Trust Weakest Link in Search for Peace
The violence and bloodletting which is rocking the country and the standoff between Raila Odinga and Mwai Kibaki would be difficult to resolve without trust between the two protagonists and by citizens in their government. Yet trust is what is sorely missing thanks to previous administrations, and especially that of Mwai Kibaki which callously chose to disregard some of Kenya’s budding institutions of trust.
When Mwai Kibaki thrashed the Memorandum of Understanding (MoU) that brought him to power in 2002, he watered and fertilized a seed of mistrust in the Kenyan psyche that would be difficult to bridge without genuine contrition on his part.
Not only did he thrash the MoU, but he dismissed it with little sensitivity to the extent of his Minister John Michuki gloating that there had been no intention to honour it ab initio, but merely use it as a means of getting rid of Moi.
Since then, Kibaki has continued to undermine national institutions of trust every step of the way. When he fired those he had entered the MoU with, he concocted a government of national unity (GNU) that was based on poaching of MPs from opposition parties in total disregard of the party manifestos. Following the recent election, the small parties are worried that he might kill them off by poaching their members once again (Loud No to ‘Back Door’ Nominations, Sunday Nation 6th January 2008).

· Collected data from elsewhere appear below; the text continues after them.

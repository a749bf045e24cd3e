//! OnmsHttp trait for mocking
//!
//! This trait abstracts the HTTP transport so the DAOs can be exercised in unit
//! tests without a running OpenNMS server. [`crate::ReqwestHttp`] is the real
//! implementation; [`crate::MockOnmsHttp`] (feature `test-util`) serves canned
//! responses.

use crate::common::{HttpResult, RequestOptions};
use crate::error::OnmsError;
use serde_json::Value;

/// Transport contract shared by every DAO
///
/// All async methods must be `Send` to work with Tokio's work-stealing runtime.
#[async_trait::async_trait]
pub trait OnmsHttp: Send + Sync {
    /// Base URL of the configured server
    fn base_url(&self) -> &str;

    /// GET `path` (relative to the base URL)
    async fn get(&self, path: &str, options: &RequestOptions) -> Result<HttpResult, OnmsError>;

    /// POST a JSON document to `path`
    async fn post_json(
        &self,
        path: &str,
        body: &Value,
        options: &RequestOptions,
    ) -> Result<HttpResult, OnmsError>;
}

When the terms of some of the electoral commissioners expired recently, Kibaki, appointed his own commissioners without as much as consulting the other political parties, contrary to the IPPG signed in 1997. Yet, it is the same electoral body that the opposition parties were expected to trust to fairly and impartially run the general election! He chose to forget that the IPPG was the product of negotiations across political parties to avert political chaos similar to those witnessed since the conclusion of the recent election.
When Kibaki appointed John Githongo as PS of Governance and Ethics, he trusted that Kibaki was commited to the war against corruption. He was shocked to discover that Kibaki was not interested in fighting such a war and instead had to flee the country.

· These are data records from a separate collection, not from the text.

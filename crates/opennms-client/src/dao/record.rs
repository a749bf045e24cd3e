//! Typed field access over one raw JSON record
//!
//! This is the only place that looks inside untyped `serde_json::Value`
//! records. Absent and `null` fields read as `None`; a present field of the
//! wrong shape is a [`OnmsError::MalformedResponse`].

use super::envelope::shape;
use crate::error::OnmsError;
use crate::models::CodedEnum;
use chrono::{DateTime, TimeZone, Utc};
use serde_json::{Map, Value};
use std::str::FromStr;

pub(crate) struct Record<'a> {
    kind: &'static str,
    fields: &'a Map<String, Value>,
}

impl<'a> Record<'a> {
    pub(crate) fn new(kind: &'static str, value: &'a Value) -> Result<Self, OnmsError> {
        match value {
            Value::Object(fields) => Ok(Self { kind, fields }),
            other => Err(OnmsError::MalformedResponse(format!(
                "expected a {kind} object but got {}",
                shape(other)
            ))),
        }
    }

    fn malformed(&self, name: &str, detail: impl std::fmt::Display) -> OnmsError {
        OnmsError::MalformedResponse(format!("{}.{}: {}", self.kind, name, detail))
    }

    /// Field value, treating `null` as absent
    pub(crate) fn get(&self, name: &str) -> Option<&'a Value> {
        self.fields.get(name).filter(|v| !v.is_null())
    }

    /// Server-assigned identifier (required)
    pub(crate) fn id(&self) -> Result<u64, OnmsError> {
        self.number("id")?
            .ok_or_else(|| self.malformed("id", "missing identifier"))
    }

    pub(crate) fn string(&self, name: &str) -> Result<Option<String>, OnmsError> {
        match self.get(name) {
            None => Ok(None),
            Some(Value::String(s)) => Ok(Some(s.clone())),
            Some(Value::Number(n)) => Ok(Some(n.to_string())),
            Some(Value::Bool(b)) => Ok(Some(b.to_string())),
            Some(other) => Err(self.malformed(name, format!("expected a string, got {}", shape(other)))),
        }
    }

    /// First of several alternative spellings that is present
    pub(crate) fn first_string(&self, names: &[&str]) -> Result<Option<String>, OnmsError> {
        for name in names {
            if let Some(value) = self.string(name)? {
                return Ok(Some(value));
            }
        }
        Ok(None)
    }

    /// String field where `""` means absent
    pub(crate) fn non_empty_string(&self, name: &str) -> Result<Option<String>, OnmsError> {
        Ok(self.string(name)?.filter(|s| !s.is_empty()))
    }

    /// Numeric field; numeric strings are coerced
    pub(crate) fn number<T: FromStr>(&self, name: &str) -> Result<Option<T>, OnmsError> {
        let raw = match self.get(name) {
            None => return Ok(None),
            Some(Value::Number(n)) => n.to_string(),
            Some(Value::String(s)) => s.trim().to_string(),
            Some(other) => {
                return Err(self.malformed(name, format!("expected a number, got {}", shape(other))));
            }
        };
        raw.parse()
            .map(Some)
            .map_err(|_| self.malformed(name, format!("not a valid number: {raw:?}")))
    }

    pub(crate) fn boolean(&self, name: &str) -> Result<Option<bool>, OnmsError> {
        match self.get(name) {
            None => Ok(None),
            Some(Value::Bool(b)) => Ok(Some(*b)),
            Some(Value::String(s)) if s.eq_ignore_ascii_case("true") => Ok(Some(true)),
            Some(Value::String(s)) if s.eq_ignore_ascii_case("false") => Ok(Some(false)),
            Some(other) => Err(self.malformed(name, format!("expected a boolean, got {other}"))),
        }
    }

    /// Epoch milliseconds (number or numeric string) or an ISO-8601 string
    pub(crate) fn timestamp(&self, name: &str) -> Result<Option<DateTime<Utc>>, OnmsError> {
        let parsed = match self.get(name) {
            None => return Ok(None),
            Some(Value::Number(n)) => n
                .as_i64()
                .or_else(|| n.as_f64().map(|f| f as i64))
                .and_then(|millis| Utc.timestamp_millis_opt(millis).single()),
            Some(Value::String(s)) => parse_timestamp(s),
            Some(other) => {
                return Err(self.malformed(name, format!("expected a timestamp, got {}", shape(other))));
            }
        };
        parsed
            .map(Some)
            .ok_or_else(|| self.malformed(name, "unrecognized timestamp"))
    }

    /// Coded enumeration field resolved through the type's lookup table
    pub(crate) fn code<E: CodedEnum>(&self, name: &str) -> Result<Option<E>, OnmsError> {
        match self.get(name) {
            None => Ok(None),
            Some(Value::String(s)) => E::from_code(s).map(Some),
            Some(Value::Number(n)) => E::from_code(&n.to_string()).map(Some),
            Some(other) => Err(self.malformed(name, format!("expected a code, got {}", shape(other)))),
        }
    }

    /// Embedded single-valued object
    pub(crate) fn nested(&self, kind: &'static str, name: &str) -> Result<Option<Record<'a>>, OnmsError> {
        self.get(name).map(|value| Record::new(kind, value)).transpose()
    }

    /// Array field; absent reads as empty
    pub(crate) fn array(&self, name: &str) -> Result<&'a [Value], OnmsError> {
        match self.get(name) {
            None => Ok(&[]),
            Some(Value::Array(items)) => Ok(items),
            Some(other) => Err(self.malformed(name, format!("expected an array, got {}", shape(other)))),
        }
    }

    pub(crate) fn string_list(&self, name: &str) -> Result<Option<Vec<String>>, OnmsError> {
        if self.get(name).is_none() {
            return Ok(None);
        }
        self.array(name)?
            .iter()
            .map(|item| match item {
                Value::String(s) => Ok(s.clone()),
                other => Err(self.malformed(name, format!("expected strings, got {}", shape(other)))),
            })
            .collect::<Result<Vec<_>, _>>()
            .map(Some)
    }

    /// Scalar entries rendered as strings; nulls and nested values are skipped
    pub(crate) fn scalar_entries(&self) -> impl Iterator<Item = (String, String)> + 'a {
        self.fields.iter().filter_map(|(key, value)| {
            let rendered = match value {
                Value::String(s) => s.clone(),
                Value::Number(n) => n.to_string(),
                Value::Bool(b) => b.to_string(),
                _ => return None,
            };
            Some((key.clone(), rendered))
        })
    }
}

/// Parse epoch milliseconds or an ISO-8601 timestamp
pub fn parse_timestamp(raw: &str) -> Option<DateTime<Utc>> {
    let raw = raw.trim();
    if let Ok(millis) = raw.parse::<i64>() {
        return Utc.timestamp_millis_opt(millis).single();
    }
    if let Ok(parsed) = DateTime::parse_from_rfc3339(raw) {
        return Some(parsed.with_timezone(&Utc));
    }
    // OpenNMS also emits offsets without a colon, e.g. 2017-11-07T10:35:51.123-0500
    ["%Y-%m-%dT%H:%M:%S%.f%z", "%Y-%m-%dT%H:%M:%S%z"]
        .iter()
        .find_map(|format| DateTime::parse_from_str(raw, format).ok())
        .map(|parsed| parsed.with_timezone(&Utc))
}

It appears that of the very important achievements of the Kibaki presidency, beside the very positive once such as turning the economy around, has been the destruction of the budding institutions of trust. In this, he has followed closely in the script of his predecessor, Daniel Arap Moi who famously said that when wooing a girl, you can promise her anything to get her to accept your proposal, but you are not bound to keep these promises once she walks down the aisle with you.
The lack of trust has extended to other institutions of government which include the Judiciary. Though Raila Odinga claims that the Judiciary is filled with Kibaki’s appointees, this assertion is more a reflection of the mistrust of this institution because of historical events where the Judiciary has more often than not been compliance to the dictates of the executive. The judiciary, for one reason or other has displayed such incompetence as to fail to hear a petition before the subsequent election was called. This historical mistrust has not been helped by Kibaki’s appointment of judges to the Court of Appeal a few weeks to the general election, again contrary to the voices of other political parties. Or the participation of the Chief Justice in the hurried inauguration of Mwai Kibaki even as protests were gathering storm. Yet it is this institution that would have been expected to unlock the current impasse.

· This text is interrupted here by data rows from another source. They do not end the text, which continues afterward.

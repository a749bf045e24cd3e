//! Server metadata reported by `rest/info`

use serde::Serialize;

/// Version and packaging information of an OpenNMS server
#[derive(Debug, Clone, PartialEq, Eq, Serialize)]
#[serde(rename_all = "camelCase")]
pub struct ServerMetadata {
    pub version: String,
    pub display_version: Option<String>,
    pub package_name: Option<String>,
    pub package_description: Option<String>,
}

impl ServerMetadata {
    /// Leading numeric component of the version (`"24.1.0"` → `24`)
    pub fn major_version(&self) -> Option<u32> {
        self.version.split(['.', '-']).next()?.parse().ok()
    }
}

Given his record, it is remarkable, that just like in the case of his predecessor, Daniel Arap Moi, many people including Raila Odinga still harbour the illusion that Kibaki is a gentleman who is only tarnished by those around him.
The dismissal of that MoU with such scorn and with little regard for the feelings of all those who had committed their political futures and their supporters to it would haunt Kenya for generations to come.
Given this systematic destruction of key institutions of trust, should Kibaki be surprised that Raila Odinga is unwilling to sit down with him to broker a settlement that would unlock the violence that has gripped the country?
There is therefore only one solution to this lack of trust, and that is getting Raila and Kibaki together with parties whom both of these antagonists can trust to pressure the other to keep their word. In the absence of such mediation, even if the security forces restore order, there would be no peace in Kenya, if peace is defined more broadly other than just the absence of physical conflict.
Yet Kibaki is against such mediation, arguing that the country is not at war. Perhaps he hopes to dupe the other parties one last time? By rejecting mediation, Kibaki appears to have assumed that the bloodletting and political standoff in Kenya is an economic model that would soon find its optimum acceptable level that would enable him govern the country.
The challenge facing the country is how to rebuild the institutions of trust: trust in the courts, in the electoral commission, in institutions of economic governance, to name but a few. The citizens need to have faith that their vote counts, that there are avenues of redress for their grievances and that there is certainty about the outcome of their petitions. It is on these institutions of governance that power can be made accountable to the people and the people to power, so vital to a stable and peaceful democracy.